Study sheds new light on how ovarian cancer grows and evolves
In a paper published in the journal Cancer Research, professor Levi Waldron, post-doctoral fellow Ludwig Geistlinger, and colleagues at the Institute for Implementation Science in Population Health (ISPH) at the CUNY Graduate School of Public Health and Health Policy (CUNY SPH) provide new insights into how ovarian cancer grows and evolves within a person.
The paper, “Multi-omic analysis of subtype evolution and heterogeneity in high-grade serous ovarian carcinoma” is of basic scientific interest for its methodology and insights into the decades-long process of tumorigenesis, and of practical interest for the implications these insights have on the viability of subtype-targeted therapies. More than 20,000 women receive a new diagnosis of ovarian cancer each year in the United States, and approximately 14,000 die each year.
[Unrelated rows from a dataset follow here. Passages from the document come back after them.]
//! Form flattening: turning a payload into ordered string key/value pairs.
//!
//! # Design
//! Payload types opt in by implementing `ToFormFields`; there is no global
//! encoder and no runtime reflection. Plain pair lists and maps implement it
//! out of the box, and `SerdeForm` covers any `Serialize` struct by walking
//! its JSON representation:
//!
//! - scalars become one pair, `null` is skipped;
//! - arrays of scalars become one pair per element under the same key;
//! - nested objects are flattened with dotted keys (`address.city`);
//! - anything deeper than that is an `EncodeError::Form`.
//!
//! The same `FormFields` value feeds both the URL-encoded body and the
//! multipart body, so the two encodings always carry identical pairs.

use std::collections::BTreeMap;

use serde::Serialize;
use serde_json::Value;
use url::form_urlencoded;

use crate::error::EncodeError;

/// An ordered collection of form fields. Keys may repeat.
#[derive(Debug, Clone, Default, PartialEq, Eq)]
pub struct FormFields {
    pairs: Vec<(String, String)>,
}

impl FormFields {
    pub fn new() -> Self {
        Self::default()
    }

    pub fn push(&mut self, key: impl Into<String>, value: impl Into<String>) -> &mut Self {
        self.pairs.push((key.into(), value.into()));
        self
    }

    /// Append one pair per value, all under `key`.
    pub fn push_all<I, V>(&mut self, key: &str, values: I) -> &mut Self
    where
        I: IntoIterator<Item = V>,
        V: Into<String>,
    {
        for value in values {
            self.push(key, value);
        }
        self
    }

    /// Append the pair only when `value` is `Some`.
    pub fn push_opt(&mut self, key: impl Into<String>, value: Option<impl Into<String>>) -> &mut Self {
        if let Some(value) = value {
            self.push(key, value);
        }
        self
    }

    /// All values stored under `key`, in insertion order.
    pub fn get_all<'a>(&'a self, key: &'a str) -> impl Iterator<Item = &'a str> + 'a {
        self.pairs
            .iter()
            .filter(move |(k, _)| k == key)
            .map(|(_, v)| v.as_str())
    }

    pub fn iter(&self) -> impl Iterator<Item = (&str, &str)> {
        self.pairs.iter().map(|(k, v)| (k.as_str(), v.as_str()))
    }

    pub fn len(&self) -> usize {
        self.pairs.len()
    }

    pub fn is_empty(&self) -> bool {
        self.pairs.is_empty()
    }

    /// `application/x-www-form-urlencoded` serialization, in field order.
    pub fn to_urlencoded(&self) -> String {
        form_urlencoded::Serializer::new(String::new())
            .extend_pairs(self.pairs.iter())
            .finish()
    }
}

impl<K: Into<String>, V: Into<String>> FromIterator<(K, V)> for FormFields {
    fn from_iter<I: IntoIterator<Item = (K, V)>>(iter: I) -> Self {
        Self {
            pairs: iter.into_iter().map(|(k, v)| (k.into(), v.into())).collect(),
        }
    }
}

impl IntoIterator for FormFields {
    type Item = (String, String);
    type IntoIter = std::vec::IntoIter<(String, String)>;

    fn into_iter(self) -> Self::IntoIter {
        self.pairs.into_iter()
    }
}

/// Conversion of a payload into form fields.
pub trait ToFormFields {
    fn to_form_fields(&self) -> Result<FormFields, EncodeError>;
}

impl ToFormFields for FormFields {
    fn to_form_fields(&self) -> Result<FormFields, EncodeError> {
        Ok(self.clone())
    }
}

impl<K: AsRef<str>, V: AsRef<str>> ToFormFields for [(K, V)] {
    fn to_form_fields(&self) -> Result<FormFields, EncodeError> {
        Ok(self
            .iter()
            .map(|(k, v)| (k.as_ref(), v.as_ref()))
            .collect())
    }
}

impl<K: AsRef<str>, V: AsRef<str>> ToFormFields for Vec<(K, V)> {
    fn to_form_fields(&self) -> Result<FormFields, EncodeError> {
        self.as_slice().to_form_fields()
    }
}

impl<K: AsRef<str>, V: AsRef<str>> ToFormFields for BTreeMap<K, V> {
    fn to_form_fields(&self) -> Result<FormFields, EncodeError> {
        Ok(self.iter().map(|(k, v)| (k.as_ref(), v.as_ref())).collect())
    }
}

impl<T: ToFormFields + ?Sized> ToFormFields for &T {
    fn to_form_fields(&self) -> Result<FormFields, EncodeError> {
        (**self).to_form_fields()
    }
}

/// Flattens any `Serialize` value whose JSON form is an object.
///
/// Field order follows the struct's declaration order.
#[derive(Debug, Clone)]
pub struct SerdeForm<T>(pub T);

impl<T: Serialize> ToFormFields for SerdeForm<T> {
    fn to_form_fields(&self) -> Result<FormFields, EncodeError> {
        let value = serde_json::to_value(&self.0)?;
        let Value::Object(map) = value else {
            return Err(EncodeError::Form(format!(
                "expected a struct or map at the top level, got {}",
                kind(&value)
            )));
        };
        let mut fields = FormFields::new();
        for (key, value) in map {
            flatten(&key, value, &mut fields)?;
        }
        Ok(fields)
    }
}

fn flatten(key: &str, value: Value, fields: &mut FormFields) -> Result<(), EncodeError> {
    match value {
        Value::Null => {}
        Value::Array(items) => {
            for item in items {
                match item {
                    Value::Null => {}
                    Value::Array(_) | Value::Object(_) => {
                        return Err(EncodeError::Form(format!(
                            "field {key:?}: arrays may only hold scalar values, found {}",
                            kind(&item)
                        )));
                    }
                    scalar => {
                        fields.push(key, scalar_to_string(scalar));
                    }
                }
            }
        }
        Value::Object(map) => {
            for (child, value) in map {
                flatten(&format!("{key}.{child}"), value, fields)?;
            }
        }
        scalar => {
            fields.push(key, scalar_to_string(scalar));
        }
    }
    Ok(())
}

fn scalar_to_string(value: Value) -> String {
    match value {
        Value::String(s) => s,
        other => other.to_string(),
    }
}

fn kind(value: &Value) -> &'static str {
    match value {
        Value::Null => "null",
        Value::Bool(_) => "a boolean",
        Value::Number(_) => "a number",
        Value::String(_) => "a string",
        Value::Array(_) => "an array",
        Value::Object(_) => "an object",
    }
}

#[cfg(test)]
mod tests {
    use super::*;

    #[derive(Serialize)]
    struct Address {
        city: String,
        zip: Option<String>,
    }

    #[derive(Serialize)]
    struct Signup {
        name: String,
        age: u32,
        subscribed: bool,
        nickname: Option<String>,
        tags: Vec<String>,
        address: Address,
    }

    fn signup() -> Signup {
        Signup {
            name: "Ada Lovelace".to_string(),
            age: 36,
            subscribed: true,
            nickname: None,
            tags: vec!["math".to_string(), "engines".to_string()],
            address: Address {
                city: "London".to_string(),
                zip: None,
            },
        }
    }

    #[test]
    fn serde_form_flattens_in_declaration_order() {
        let fields = SerdeForm(signup()).to_form_fields().unwrap();
        let pairs: Vec<(&str, &str)> = fields.iter().collect();
        assert_eq!(
            pairs,
            vec![
                ("name", "Ada Lovelace"),
                ("age", "36"),
                ("subscribed", "true"),
                ("tags", "math"),
                ("tags", "engines"),
                ("address.city", "London"),
            ]
        );
    }

    #[test]
    fn serde_form_rejects_arrays_of_objects() {
        #[derive(Serialize)]
        struct Order {
            items: Vec<Address>,
        }
        let order = Order {
            items: vec![Address {
                city: "Paris".to_string(),
                zip: None,
            }],
        };
        let err = SerdeForm(order).to_form_fields().unwrap_err();
        assert!(matches!(err, EncodeError::Form(msg) if msg.contains("items")));
    }

    #[test]
    fn serde_form_rejects_non_object_payload() {
        let err = SerdeForm(vec![1, 2, 3]).to_form_fields().unwrap_err();
        assert!(matches!(err, EncodeError::Form(_)));
    }

    #[test]
    fn multi_valued_keys_keep_insertion_order() {
        let mut fields = FormFields::new();
        fields.push("color", "red").push_all("size", ["s", "m"]).push("color", "blue");
        let colors: Vec<&str> = fields.get_all("color").collect();
        assert_eq!(colors, vec!["red", "blue"]);
        assert_eq!(fields.len(), 4);
    }

    #[test]
    fn push_opt_skips_none() {
        let mut fields = FormFields::new();
        fields.push_opt("a", Some("1")).push_opt("b", None::<String>);
        assert_eq!(fields.len(), 1);
    }

    #[test]
    fn urlencoded_escapes_reserved_characters() {
        let fields: FormFields = vec![("q", "rust & go"), ("lang", "en=GB")].into_iter().collect();
        assert_eq!(fields.to_urlencoded(), "q=rust+%26+go&lang=en%3DGB");
    }

    #[test]
    fn pair_lists_and_maps_implement_to_form_fields() {
        let list = vec![("b", "2"), ("a", "1")];
        assert_eq!(list.to_form_fields().unwrap().to_urlencoded(), "b=2&a=1");

        let map: BTreeMap<&str, &str> = list.iter().copied().collect();
        assert_eq!(map.to_form_fields().unwrap().to_urlencoded(), "a=1&b=2");
    }
}
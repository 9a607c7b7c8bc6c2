//! Stateless construction of outbound request descriptors.
//!
//! # Design
//! Every helper here returns an `HttpRequest` without touching the network,
//! so encoding can be tested byte-for-byte. The client crate executes the
//! descriptor. JSON serialization failures are returned to the caller
//! instead of producing an empty body.

use std::collections::HashMap;

use serde::Serialize;

use crate::error::EncodeError;
use crate::form::ToFormFields;
use crate::http::{HttpMethod, HttpRequest};
use crate::multipart::MultipartForm;

pub const CONTENT_TYPE: &str = "content-type";
pub const APPLICATION_JSON: &str = "application/json";
pub const FORM_URLENCODED: &str = "application/x-www-form-urlencoded";

/// `GET endpoint` with no headers and no body.
pub fn build_get(endpoint: &str) -> HttpRequest {
    HttpRequest {
        method: HttpMethod::Get,
        url: endpoint.to_string(),
        headers: Vec::new(),
        body: None,
    }
}

/// `POST endpoint` with `payload` as a JSON body.
pub fn build_post_json<T: Serialize + ?Sized>(
    endpoint: &str,
    payload: &T,
) -> Result<HttpRequest, EncodeError> {
    let body = serde_json::to_vec(payload)?;
    Ok(HttpRequest {
        method: HttpMethod::Post,
        url: endpoint.to_string(),
        headers: vec![(CONTENT_TYPE.to_string(), APPLICATION_JSON.to_string())],
        body: Some(body),
    })
}

/// Arbitrary method with `payload` as a JSON body and caller-supplied headers.
///
/// Headers are emitted sorted by name, each exactly once; names differing
/// only in case count as the same header and the first in sort order wins.
/// `content-type: application/json` is added unless the caller already
/// supplied a content type.
pub fn build_request<T: Serialize + ?Sized>(
    method: &str,
    url: &str,
    headers: &HashMap<String, String>,
    payload: &T,
) -> Result<HttpRequest, EncodeError> {
    let method: HttpMethod = method.parse()?;
    let body = serde_json::to_vec(payload)?;

    let mut sorted: Vec<(&String, &String)> = headers.iter().collect();
    sorted.sort();

    let mut request = HttpRequest {
        method,
        url: url.to_string(),
        headers: Vec::with_capacity(sorted.len() + 1),
        body: Some(body),
    };
    for (name, value) in sorted {
        if request.header(name).is_none() {
            request.headers.push((name.clone(), value.clone()));
        }
    }
    if request.header(CONTENT_TYPE).is_none() {
        request
            .headers
            .push((CONTENT_TYPE.to_string(), APPLICATION_JSON.to_string()));
    }
    Ok(request)
}

/// `POST endpoint` with the payload's fields as a URL-encoded body.
pub fn build_post_form<P: ToFormFields + ?Sized>(
    endpoint: &str,
    payload: &P,
) -> Result<HttpRequest, EncodeError> {
    let fields = payload.to_form_fields()?;
    Ok(HttpRequest {
        method: HttpMethod::Post,
        url: endpoint.to_string(),
        headers: vec![(CONTENT_TYPE.to_string(), FORM_URLENCODED.to_string())],
        body: Some(fields.to_urlencoded().into_bytes()),
    })
}

/// `POST endpoint` with the payload's fields as a `multipart/form-data` body.
pub fn build_post_multipart<P: ToFormFields + ?Sized>(
    endpoint: &str,
    payload: &P,
) -> Result<HttpRequest, EncodeError> {
    build_post_multipart_with(endpoint, payload, MultipartForm::new())
}

/// Like `build_post_multipart`, writing into a caller-prepared form
/// (for a fixed boundary).
pub fn build_post_multipart_with<P: ToFormFields + ?Sized>(
    endpoint: &str,
    payload: &P,
    mut form: MultipartForm,
) -> Result<HttpRequest, EncodeError> {
    let fields = payload.to_form_fields()?;
    form.write_fields(&fields);
    let content_type = form.content_type();
    Ok(HttpRequest {
        method: HttpMethod::Post,
        url: endpoint.to_string(),
        headers: vec![(CONTENT_TYPE.to_string(), content_type)],
        body: Some(form.finish()),
    })
}
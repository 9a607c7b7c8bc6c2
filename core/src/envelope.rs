//! The uniform JSON response envelope.
//!
//! # Design
//! `success` and `count` are `Option`s so "not set" is distinct from
//! `false` / `0`; unset fields are left out of the JSON entirely instead of
//! being written as `null`. `data` is always written, so a missing payload
//! shows up as `"data":null`.

use serde::{Deserialize, Serialize};

/// `{ "success"?: bool, "code": int, "message": string, "count"?: int, "data": any }`
#[derive(Debug, Clone, PartialEq, Serialize, Deserialize)]
pub struct Envelope<T = serde_json::Value> {
    #[serde(skip_serializing_if = "Option::is_none")]
    pub success: Option<bool>,
    pub code: u16,
    pub message: String,
    #[serde(skip_serializing_if = "Option::is_none")]
    pub count: Option<i64>,
    pub data: T,
}

impl<T> Envelope<T> {
    /// An envelope with neither `success` nor `count` set.
    pub fn new(code: u16, message: impl Into<String>, data: T) -> Self {
        Self {
            success: None,
            code,
            message: message.into(),
            count: None,
            data,
        }
    }

    pub fn with_success(mut self, success: bool) -> Self {
        self.success = Some(success);
        self
    }

    pub fn with_count(mut self, count: i64) -> Self {
        self.count = Some(count);
        self
    }
}
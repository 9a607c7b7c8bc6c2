//! Error type for executed round trips.
//!
//! Non-2xx statuses are not errors here: the response body is returned to
//! the caller like any other. Only failures to build, send or read count.

use thiserror::Error;
use wirekit_core::EncodeError;

#[derive(Debug, Error)]
pub enum ClientError {
    /// The payload could not be encoded into a request body.
    #[error(transparent)]
    Encode(#[from] EncodeError),

    /// The URL or a header was rejected while assembling the request.
    #[error("invalid request: {0}")]
    InvalidRequest(#[from] ureq::http::Error),

    /// Connecting, sending or reading the response body failed.
    #[error("HTTP transport failed: {0}")]
    Transport(#[from] ureq::Error),
}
“Understanding how a heterogeneous tumor evolves prior to diagnosis is difficult because we can’t directly observe that evolution,” says Professor Waldron. “But by observing tumors identified at different stages of that evolution, and through detailed investigation of tumor genomics and heterogeneity, we can still learn something about it. The key thing we wanted to know was whether a tumor starts as a certain subtype and stays that way, or evolves, changes, and even multiplies subtypes over time. If subtypes can evolve and multiply within one tumor, then subtype-specific therapies are unlikely to help.”
To answer these questions, the team developed a new method of inferring the existence of heterogeneous subtypes from complementary types of genomic data, published separately in the Journal of Clinical Oncology—Clinical Cancer Informatics, and teamed up with researchers from the University of Minnesota who leveraged new technology to sequence the RNA of single cells.
“We used complementary but completely different approaches to approach the same question—one using more traditional approach using DNA and RNA sequencing of hundreds of bulk tumors, and the other using new single-cell sequencing methods for a few tumors,” Waldron elaborates, “Seeing a consistent picture from both approaches really strengthened confidence in results coming from two novel approaches.”
A surprising outcome of the research is a dismissal of the idea of discrete transcriptome subtypes for this cancer, and replacement by a model of continuous tumor development that includes mixtures of subclones, accumulation of mutations, infiltration of immune and stromal cells in proportions correlated with tumor stage and tissue of origin, and evolution between properties previously associated with discrete subtypes.
“Unfortunately, previous ideas of discrete subtypes were overly simplistic and unlikely to progress our understanding, prevention, or treatment of this disease,” says Waldron. “Fortunately, with the clearer picture emerging of tumor heterogeneity, and the rapid development of technologies to help understand it, we are well-positioned to make progress.”